From Goal.com he moved to CNN in Lagos. The work expanded his horizons. He covered elections, tech stories, and regional reporting assignments. CNN gave him scale and structure. It also taught him how global news organisations think. When CNN did not renew his one-year contract, he applied for the managing editor role at TechCabal. He was 25. He had never formally managed a newsroom. But he got the job anyway.
At TechCabal, Adeoye arrived with a clear idea of what needed to change. Nigeria’s tech ecosystem had grown up, he felt, but coverage had not fully caught up. “When I came in, my sense was, this industry is mature now. We need to cover them with a critical lens. We cannot be cheerleaders.”
He believed that founders raising millions of dollars were power brokers and should be treated as such. Journalism, in his view, was not PR. It helped that Adeoye was not from a traditional tech background, so he wasn’t worried about being punished for his reporting. “Before TechCabal, I didn’t have any friends in tech. So, I didn’t care if they did not invite me to their parties.”
During his short tenure, he helped professionalise the TechCabal newsroom, adding team members like Alex Onukwe, who would later become Semafor’s Africa correspondent, and Muyiwa Olowogoyega, who would go on to become TechCabal’s editor-in-chief. He also introduced columns like My Life in Tech. Again, as he did when he started blogging, he was figuring things out in real time. “When I left, people would tell me I did a really great job. And I would think, well, you didn’t know that half the time I was screaming internally. Because I was making things up as I went.”

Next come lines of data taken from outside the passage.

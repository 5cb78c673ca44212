//! Crop windows for a target aspect ratio.
//!
//! Without an explicit region the window is the largest centered box of the
//! target aspect that fits in the image; an image is never upsampled here.
//! An explicit normalized region is taken as-is, converted to whole pixels.

use newsframe_common::error::{NewsframeError, NewsframeResult};
use newsframe_model::geometry::{CropAnchor, CropWindow, NormalizedRoi, Size};

/// The crop window for `image` at `target_aspect` (width / height).
pub fn crop(
    image: Size,
    target_aspect: f64,
    explicit: Option<NormalizedRoi>,
) -> NewsframeResult<CropWindow> {
    if image.is_empty() {
        return Err(NewsframeError::degenerate_image(format!(
            "cannot crop an empty {image} image"
        )));
    }
    match explicit {
        Some(roi) => roi_to_pixels(image, roi),
        None => {
            if !(target_aspect.is_finite() && target_aspect > 0.0) {
                return Err(NewsframeError::invalid_roi(format!(
                    "target aspect must be positive, got {target_aspect}"
                )));
            }
            Ok(max_centered(image, target_aspect))
        }
    }
}

/// Largest centered window of `aspect` inside `image`.
pub fn max_centered(image: Size, aspect: f64) -> CropWindow {
    fit_aspect_within(CropWindow::full(image), aspect, CropAnchor::Center)
}

/// Largest box of `aspect` inside `window`, positioned by `anchor`.
pub fn fit_aspect_within(window: CropWindow, aspect: f64, anchor: CropAnchor) -> CropWindow {
    let (width, height) = if window.aspect() > aspect {
        (window.height * aspect, window.height)
    } else {
        (window.width, window.width / aspect)
    };

    let centered_x = window.x + (window.width - width) / 2.0;
    let (x, y) = match anchor {
        CropAnchor::Center => (centered_x, window.y + (window.height - height) / 2.0),
        CropAnchor::Top => (centered_x, window.y),
        CropAnchor::TopLeft => (window.x, window.y),
    };
    CropWindow::new(x, y, width, height)
}

/// Convert a normalized region to a whole-pixel window inside `image`.
pub fn roi_to_pixels(image: Size, roi: NormalizedRoi) -> NewsframeResult<CropWindow> {
    let components = [("x", roi.x), ("y", roi.y), ("w", roi.w), ("h", roi.h)];
    for (name, value) in components {
        if !value.is_finite() || !(0.0..=1.0).contains(&value) {
            return Err(NewsframeError::invalid_roi(format!(
                "{name} = {value} is outside [0, 1]"
            )));
        }
    }

    if roi.x + roi.w > 1.0 + 1e-9 || roi.y + roi.h > 1.0 + 1e-9 {
        return Err(NewsframeError::invalid_roi(format!(
            "region ({}, {}, {}, {}) extends past the image edge",
            roi.x, roi.y, roi.w, roi.h
        )));
    }

    // Round edges rather than extents so adjacent rounding cannot overflow.
    let (w, h) = (image.width as f64, image.height as f64);
    let left = (roi.x * w).round();
    let top = (roi.y * h).round();
    let right = ((roi.x + roi.w) * w).round().min(w);
    let bottom = ((roi.y + roi.h) * h).round().min(h);
    let window = CropWindow::new(left, top, right - left, bottom - top);

    if window.width <= 0.0 || window.height <= 0.0 {
        return Err(NewsframeError::invalid_roi(format!(
            "region {:.0}x{:.0} px has no area",
            window.width, window.height
        )));
    }
    if !window.is_within(image) {
        return Err(NewsframeError::invalid_roi(format!(
            "region ({:.0}, {:.0}, {:.0}, {:.0}) exceeds the {image} image",
            window.x, window.y, window.width, window.height
        )));
    }
    Ok(window)
}

#[cfg(test)]
mod tests {
    use super::*;
    use proptest::prelude::*;

    const FOUR_FIVE: f64 = 4.0 / 5.0;

    #[test]
    fn test_full_roi_is_whole_image() {
        let size = Size::new(1280, 720);
        let window = crop(size, FOUR_FIVE, Some(NormalizedRoi::FULL)).unwrap();
        assert_eq!(window, CropWindow::full(size));
    }

    #[test]
    fn test_landscape_auto_crop() {
        let window = crop(Size::new(1920, 1080), FOUR_FIVE, None).unwrap();
        assert!((window.height - 1080.0).abs() < 1e-9);
        assert!((window.width - 864.0).abs() < 1e-9);
        assert!((window.x - 528.0).abs() < 1e-9);
        assert_eq!(window.y, 0.0);
    }

    #[test]
    fn test_portrait_auto_crop() {
        let window = crop(Size::new(1000, 2000), FOUR_FIVE, None).unwrap();
        assert_eq!(window.width, 1000.0);
        assert!((window.height - 1250.0).abs() < 1e-9);
        assert!((window.y - 375.0).abs() < 1e-9);
    }

    #[test]
    fn test_explicit_roi_in_pixels() {
        let window = crop(
            Size::new(1000, 500),
            FOUR_FIVE,
            Some(NormalizedRoi::new(0.1, 0.2, 0.5, 0.6)),
        )
        .unwrap();
        assert_eq!(window, CropWindow::new(100.0, 100.0, 500.0, 300.0));
    }

    #[test]
    fn test_invalid_rois() {
        let size = Size::new(100, 100);
        let cases = [
            NormalizedRoi::new(-0.1, 0.0, 0.5, 0.5),
            NormalizedRoi::new(0.0, 0.0, 1.2, 0.5),
            NormalizedRoi::new(0.6, 0.0, 0.5, 0.5),
            NormalizedRoi::new(0.0, 0.0, 0.0, 0.5),
            NormalizedRoi::new(0.0, 0.0, f64::NAN, 0.5),
        ];
        for roi in cases {
            let err = crop(size, FOUR_FIVE, Some(roi)).unwrap_err();
            assert!(matches!(err, NewsframeError::InvalidRoi { .. }), "{roi:?}");
        }
    }

    #[test]
    fn test_empty_image_rejected() {
        assert!(crop(Size::new(0, 10), FOUR_FIVE, None).is_err());
    }

    #[test]
    fn test_fit_within_anchors() {
        let window = CropWindow::new(10.0, 20.0, 400.0, 300.0);
        let center = fit_aspect_within(window, 1.0, CropAnchor::Center);
        assert_eq!(center, CropWindow::new(60.0, 20.0, 300.0, 300.0));

        let tall = CropWindow::new(0.0, 0.0, 100.0, 400.0);
        let top = fit_aspect_within(tall, 1.0, CropAnchor::Top);
        assert_eq!(top, CropWindow::new(0.0, 0.0, 100.0, 100.0));
        let center = fit_aspect_within(tall, 1.0, CropAnchor::Center);
        assert_eq!(center.y, 150.0);

        let top_left = fit_aspect_within(window, 1.0, CropAnchor::TopLeft);
        assert_eq!(top_left, CropWindow::new(10.0, 20.0, 300.0, 300.0));
    }

    proptest! {
        #[test]
        fn prop_auto_crop_fits_and_matches_aspect(
            w in 1u32..5000, h in 1u32..5000, aspect in 0.2f64..5.0,
        ) {
            let size = Size::new(w, h);
            let window = crop(size, aspect, None).unwrap();
            prop_assert!(window.is_within(size));
            prop_assert!((window.aspect() - aspect).abs() < 1e-6 * aspect.max(1.0));
            // One dimension is always fully used.
            prop_assert!(
                (window.width - w as f64).abs() < 1e-6 || (window.height - h as f64).abs() < 1e-6
            );
        }

        #[test]
        fn prop_valid_explicit_roi_is_in_bounds(
            w in 1u32..4000, h in 1u32..4000,
            x in 0.0f64..1.0, y in 0.0f64..1.0, fw in 0.0f64..1.0, fh in 0.0f64..1.0,
        ) {
            let size = Size::new(w, h);
            let roi = NormalizedRoi::new(x, y, fw * (1.0 - x), fh * (1.0 - y));
            if let Ok(window) = crop(size, FOUR_FIVE, Some(roi)) {
                prop_assert!(window.is_within(size));
            }
        }
    }
}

After five months, Adeoye left TechCabal for a journalism fellowship in South Africa. In Johannesburg, he wrote for Rest Of World and joined South Africa-based publication The Continent just as it was launching, eventually becoming its news editor. He later moved to London for a fellowship at Chatham House, where his focus shifted toward geopolitics and international relations.
Then came the Financial Times (FT). Moving back to Nigeria to cover the wider West African region wasn’t in Adeoye’s immediate plans, and he wasn’t sure he would get the job because he had applied unsuccessfully to a similar job at another publication.“I don’t have the appropriate level of arrogance or confidence to think that if I apply for something, I will get it. But it was the FT.”
Adeoye applied anyway, and after a rigorous screening process, he got the job. At the FT, he covered West Africa in all its complexity: politics, business, oil and gas, elections, culture. The role demanded range, speed, and constant learning.
“When you join the FT, there’s this expectation that you’re curious about the world.” That curiosity became the skill that tied everything together—helping him translate complex topics into simple terms.
After almost four years covering West Africa for the FT, Adeoye transitioned into a new beat: global pharmaceuticals. The move came through an internal opportunity while a colleague was on leave, and it allowed him to apply the same curiosity and rigorous reporting he had honed over the years to an entirely new field.
Curiosity has now led him to his next project: a book on African geopolitics. “Last year, I turned 30, and I thought maybe I should do something. Most normal people just get married. I decided to write a book.” The book focuses on the shifting geopolitical landscape in West Africa, particularly the decline of French influence and the rise of new players like Russia.
Looking back, Adeoye’s career feels improbably large for something that started with a transistor radio and a pile of newspapers. It may not be the TV station his younger self imagined, but what he has now is just as good.
“I’m a 31-year-old guy from Ibadan. I’ve interviewed presidents, prime ministers, Dangote, Elumelu and the likes. I’m sitting with these people because I have this tiny badge that says I’m a journalist from this or that publication, and I wouldn’t trade that for anything else.”